Read Shade and Sorceress Online
Authors: Catherine Egan
Tags: #sorcerer, #Last Days of Tian Di, #Fantasy, #Epic, #middle years, #Trilogy, #quest, #Magic, #Girls, #growing up, #Mothers, #Witches, #Dragons, #tiger, #arctic, #Friendship, #Self-Confidence
“Quiet,” said Charlie crossly. “Dinnay be rude.”
“The wall moves,” hissed Eliza. As she spoke she felt the ground shifting under her feet as well. She bent to touch it and found that it too was covered with fur and gave slightly beneath her touch, like flesh.
“What is this?” she asked in a low voice.
“It’s good with sickness, aye,” said Charlie. “And It will help Nell because It’s kind. I’d heard It was around here, but I had to look a while to find It.”
“What’s it called?” asked Eliza.
“I dinnay know. It doesnay talk, and nobody has tried to give It a name that might nay be right. Help me get Nell inside.”
Near the back of the cave the fur grew thick and soft, and they laid Nell there as if in a bed.
“Now we need to get out,” said Charlie.
“Why?”
“Lah, because we’re nay sick.”
“We cannay
leave
her here.”
“That’s how it works, Eliza. Come on. Leave the book with her – it’ll be safer here, aye.”

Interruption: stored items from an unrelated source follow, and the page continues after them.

//! Task records and the request used to create them

use chrono::{DateTime, Utc};
use schemars::JsonSchema;
use serde::{Deserialize, Serialize};
use std::fmt;
use std::str::FromStr;
use std::time::Duration;

use crate::{
    AgentId, CoreError, Result, TaskId,
    capability::AgentResult,
    consensus::Consensus,
};

/// What kind of work a task asks the swarm to do
#[derive(Debug, Clone, Copy, PartialEq, Eq, Hash, Serialize, Deserialize, JsonSchema)]
#[serde(rename_all = "kebab-case")]
pub enum TaskKind {
    Diagnosis,
    TreatmentPlanning,
    #[serde(alias = "monitoring")]
    PatientMonitoring,
    #[serde(alias = "research")]
    ResearchAnalysis,
    EmergencyResponse,
}

impl TaskKind {
    pub fn as_str(&self) -> &'static str {
        match self {
            Self::Diagnosis => "diagnosis",
            Self::TreatmentPlanning => "treatment-planning",
            Self::PatientMonitoring => "patient-monitoring",
            Self::ResearchAnalysis => "research-analysis",
            Self::EmergencyResponse => "emergency-response",
        }
    }
}

impl fmt::Display for TaskKind {
    fn fmt(&self, f: &mut fmt::Formatter<'_>) -> fmt::Result {
        f.write_str(self.as_str())
    }
}

impl FromStr for TaskKind {
    type Err = String;

    fn from_str(s: &str) -> std::result::Result<Self, Self::Err> {
        match s {
            "diagnosis" => Ok(Self::Diagnosis),
            "treatment-planning" => Ok(Self::TreatmentPlanning),
            "patient-monitoring" | "monitoring" => Ok(Self::PatientMonitoring),
            "research-analysis" | "research" => Ok(Self::ResearchAnalysis),
            "emergency-response" => Ok(Self::EmergencyResponse),
            other => Err(format!("Unknown task kind: {}", other)),
        }
    }
}

#[derive(
    Debug, Clone, Copy, PartialEq, Eq, Hash, PartialOrd, Ord, Serialize, Deserialize, JsonSchema,
)]
#[serde(rename_all = "snake_case")]
pub enum TaskPriority {
    Low,
    Medium,
    High,
    Critical,
}

impl TaskPriority {
    /// Maximum number of agents assigned to a task of this priority
    pub fn agent_quota(&self) -> usize {
        match self {
            Self::Critical => 5,
            Self::High => 3,
            Self::Medium | Self::Low => 2,
        }
    }

    pub fn as_str(&self) -> &'static str {
        match self {
            Self::Low => "low",
            Self::Medium => "medium",
            Self::High => "high",
            Self::Critical => "critical",
        }
    }
}

impl fmt::Display for TaskPriority {
    fn fmt(&self, f: &mut fmt::Formatter<'_>) -> fmt::Result {
        f.write_str(self.as_str())
    }
}

impl FromStr for TaskPriority {
    type Err = String;

    fn from_str(s: &str) -> std::result::Result<Self, Self::Err> {
        match s {
            "low" => Ok(Self::Low),
            "medium" => Ok(Self::Medium),
            "high" => Ok(Self::High),
            "critical" => Ok(Self::Critical),
            other => Err(format!("Unknown priority: {}", other)),
        }
    }
}

#[derive(Debug, Clone, Copy, PartialEq, Eq, Hash, Serialize, Deserialize, JsonSchema)]
#[serde(rename_all = "kebab-case")]
pub enum TaskStatus {
    Pending,
    InProgress,
    Completed,
    Failed,
    Escalated,
}

impl TaskStatus {
    pub fn is_terminal(&self) -> bool {
        matches!(self, Self::Completed | Self::Failed | Self::Escalated)
    }

    pub fn as_str(&self) -> &'static str {
        match self {
            Self::Pending => "pending",
            Self::InProgress => "in-progress",
            Self::Completed => "completed",
            Self::Failed => "failed",
            Self::Escalated => "escalated",
        }
    }
}

impl fmt::Display for TaskStatus {
    fn fmt(&self, f: &mut fmt::Formatter<'_>) -> fmt::Result {
        f.write_str(self.as_str())
    }
}

/// Why a task ended in `failed`
#[derive(Debug, Clone, Copy, PartialEq, Eq, Hash, Serialize, Deserialize, JsonSchema)]
#[serde(rename_all = "snake_case")]
pub enum FailureCause {
    /// The selector found no idle agent covering the required capabilities
    NoEligibleAgents,
    /// Every assigned agent returned an error
    AllAgentsFailed,
    /// Every assigned agent was still running when the deadline elapsed
    DeadlineExceeded,
    /// The caller cancelled the task
    Cancelled,
    /// An agent invocation panicked
    Aborted,
}

impl FailureCause {
    pub fn code(&self) -> &'static str {
        match self {
            Self::NoEligibleAgents => "no_eligible_agents",
            Self::AllAgentsFailed => "all_agents_failed",
            Self::DeadlineExceeded => "deadline_exceeded",
            Self::Cancelled => "cancelled",
            Self::Aborted => "aborted",
        }
    }
}

impl fmt::Display for FailureCause {
    fn fmt(&self, f: &mut fmt::Formatter<'_>) -> fmt::Result {
        f.write_str(self.code())
    }
}

#[derive(Debug, Clone, PartialEq, Serialize, Deserialize, JsonSchema)]
pub struct TaskTimeline {
    pub created: DateTime<Utc>,
    pub started: Option<DateTime<Utc>>,
    pub completed: Option<DateTime<Utc>>,
    /// Advisory: agents still running at this point are treated as timed out
    pub deadline: Option<DateTime<Utc>>,
}

/// How one assigned agent fared during execution
#[derive(Debug, Clone, PartialEq, Eq, Serialize, Deserialize, JsonSchema)]
#[serde(tag = "status", rename_all = "snake_case")]
pub enum ParticipantStatus {
    Succeeded,
    Errored { reason: String },
    TimedOut,
    Panicked,
}

#[derive(Debug, Clone, PartialEq, Serialize, Deserialize, JsonSchema)]
pub struct ParticipantOutcome {
    pub agent_id: AgentId,
    pub status: ParticipantStatus,
    /// Wall time from dispatch to result, error or timeout
    #[serde(with = "crate::utils::serde_duration")]
    #[schemars(with = "u64")]
    pub elapsed: Duration,
}

impl ParticipantOutcome {
    pub fn succeeded(&self) -> bool {
        self.status == ParticipantStatus::Succeeded
    }
}

/// A unit of work owned by the coordinator
#[derive(Debug, Clone, PartialEq, Serialize, Deserialize, JsonSchema)]
pub struct Task {
    pub id: TaskId,
    pub kind: TaskKind,
    pub priority: TaskPriority,
    pub description: String,
    /// Opaque domain payload handed to every agent
    pub context: Option<serde_json::Value>,
    pub required_capabilities: Vec<String>,
    /// In selector ranking order; the first entry leads
    pub assigned_agents: Vec<AgentId>,
    pub status: TaskStatus,
    pub failure: Option<FailureCause>,
    pub participants: Vec<ParticipantOutcome>,
    pub results: Vec<AgentResult>,
    pub consensus: Option<Consensus>,
    pub timeline: TaskTimeline,
}

impl Task {
    pub(crate) fn from_request(request: TaskRequest) -> Self {
        Self {
            id: TaskId::generate(),
            kind: request.kind,
            priority: request.priority,
            description: request.description,
            context: request.context,
            required_capabilities: request.required_capabilities,
            assigned_agents: Vec::new(),
            status: TaskStatus::Pending,
            failure: None,
            participants: Vec::new(),
            results: Vec::new(),
            consensus: None,
            timeline: TaskTimeline {
                created: Utc::now(),
                started: None,
                completed: None,
                deadline: request.deadline,
            },
        }
    }

    /// Move to `failed` with the given cause, stamping the completion time
    pub(crate) fn fail(&mut self, cause: FailureCause) {
        self.status = TaskStatus::Failed;
        self.failure = Some(cause);
        self.timeline.completed = Some(Utc::now());
    }

    /// Time between start and completion, if both happened
    pub fn duration(&self) -> Option<Duration> {
        let started = self.timeline.started?;
        let completed = self.timeline.completed?;
        (completed - started).to_std().ok()
    }

    pub fn is_assigned(&self, agent_id: &AgentId) -> bool {
        self.assigned_agents.contains(agent_id)
    }

    /// The failure cause as an error, for callers that propagate it
    pub fn error(&self) -> Option<CoreError> {
        let task_id = self.id.to_string();
        let error = match self.failure? {
            FailureCause::NoEligibleAgents => CoreError::NoEligibleAgents {
                required: self.required_capabilities.clone(),
                priority: self.priority.to_string(),
            },
            FailureCause::AllAgentsFailed => CoreError::AllAgentsFailed {
                task_id,
                participants: self.assigned_agents.len(),
            },
            FailureCause::DeadlineExceeded => CoreError::DeadlineExceeded { task_id },
            FailureCause::Cancelled => CoreError::Cancelled { task_id },
            FailureCause::Aborted => CoreError::ExecutionAborted { task_id },
        };
        Some(error)
    }
}

/// Parameters for creating a task
#[derive(Debug, Clone, PartialEq, Serialize, Deserialize)]
pub struct TaskRequest {
    pub kind: TaskKind,
    pub description: String,
    pub priority: TaskPriority,
    pub required_capabilities: Vec<String>,
    #[serde(default, skip_serializing_if = "Option::is_none")]
    pub context: Option<serde_json::Value>,
    #[serde(default, skip_serializing_if = "Option::is_none")]
    pub deadline: Option<DateTime<Utc>>,
}

impl TaskRequest {
    pub fn new(kind: TaskKind, description: impl Into<String>, priority: TaskPriority) -> Self {
        Self {
            kind,
            description: description.into(),
            priority,
            required_capabilities: Vec::new(),
            context: None,
            deadline: None,
        }
    }

    pub fn require<I, S>(mut self, capabilities: I) -> Self
    where
        I: IntoIterator<Item = S>,
        S: Into<String>,
    {
        self.required_capabilities
            .extend(capabilities.into_iter().map(Into::into));
        self
    }

    pub fn with_context(mut self, context: serde_json::Value) -> Self {
        self.context = Some(context);
        self
    }

    pub fn with_deadline(mut self, deadline: DateTime<Utc>) -> Self {
        self.deadline = Some(deadline);
        self
    }

    /// Deadline relative to now
    pub fn with_deadline_in(self, within: Duration) -> Self {
        let within =
            chrono::Duration::from_std(within).unwrap_or_else(|_| chrono::Duration::weeks(52));
        self.with_deadline(Utc::now() + within)
    }

    /// Reject malformed requests before any state is created
    pub fn validate(&self) -> Result<()> {
        if self.required_capabilities.is_empty() {
            return Err(CoreError::invalid_task(
                "required_capabilities must name at least one capability tag",
            ));
        }
        if self
            .required_capabilities
            .iter()
            .any(|tag| tag.trim().is_empty())
        {
            return Err(CoreError::invalid_task(
                "required_capabilities must not contain blank tags",
            ));
        }
        if let Some(deadline) = self.deadline {
            if deadline <= Utc::now() {
                return Err(CoreError::invalid_task(format!(
                    "deadline {} is already in the past",
                    deadline.to_rfc3339()
                )));
            }
        }
        Ok(())
    }
}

Eliza rummaged in her satchel for the Book of Barriers and laid it down next to Nell. Reluctantly she followed Charlie out of the cave and then watched in horror as the dark opening closed over her best friend. She started to run back in but Charlie stopped her.
“She’s close to dead,” he said. “If we pulled her out now...lah, I think It’s our only chance.”
The rock closed with a grinding sound and left no mark at all.
“You’d better be right,” said Eliza in a small voice, staring at the smooth rock face that had swallowed her best friend.
~
Eliza and Charlie waited by the vanished cave as it grew dark. The rock felt like ice against her back and the air chilled her to the bone. Three half moons performed a slow circling dance across the black canopy of the sky and every now and then a red comet flashed and vanished. To the south, suspended just above the horizon, a sea of lights flickered and moved, throwing up ever-changing images. One moment the twinkling points of light formed spires and towers and great bridges over billowing gold waterfalls, a city of stars, and the next moment the city was swept away by rippling strips of luminescence that flowed like rivers and then surged up into a forest of sweeping, wavering trees before collapsing again into frothing waves of light and sparkling fountains.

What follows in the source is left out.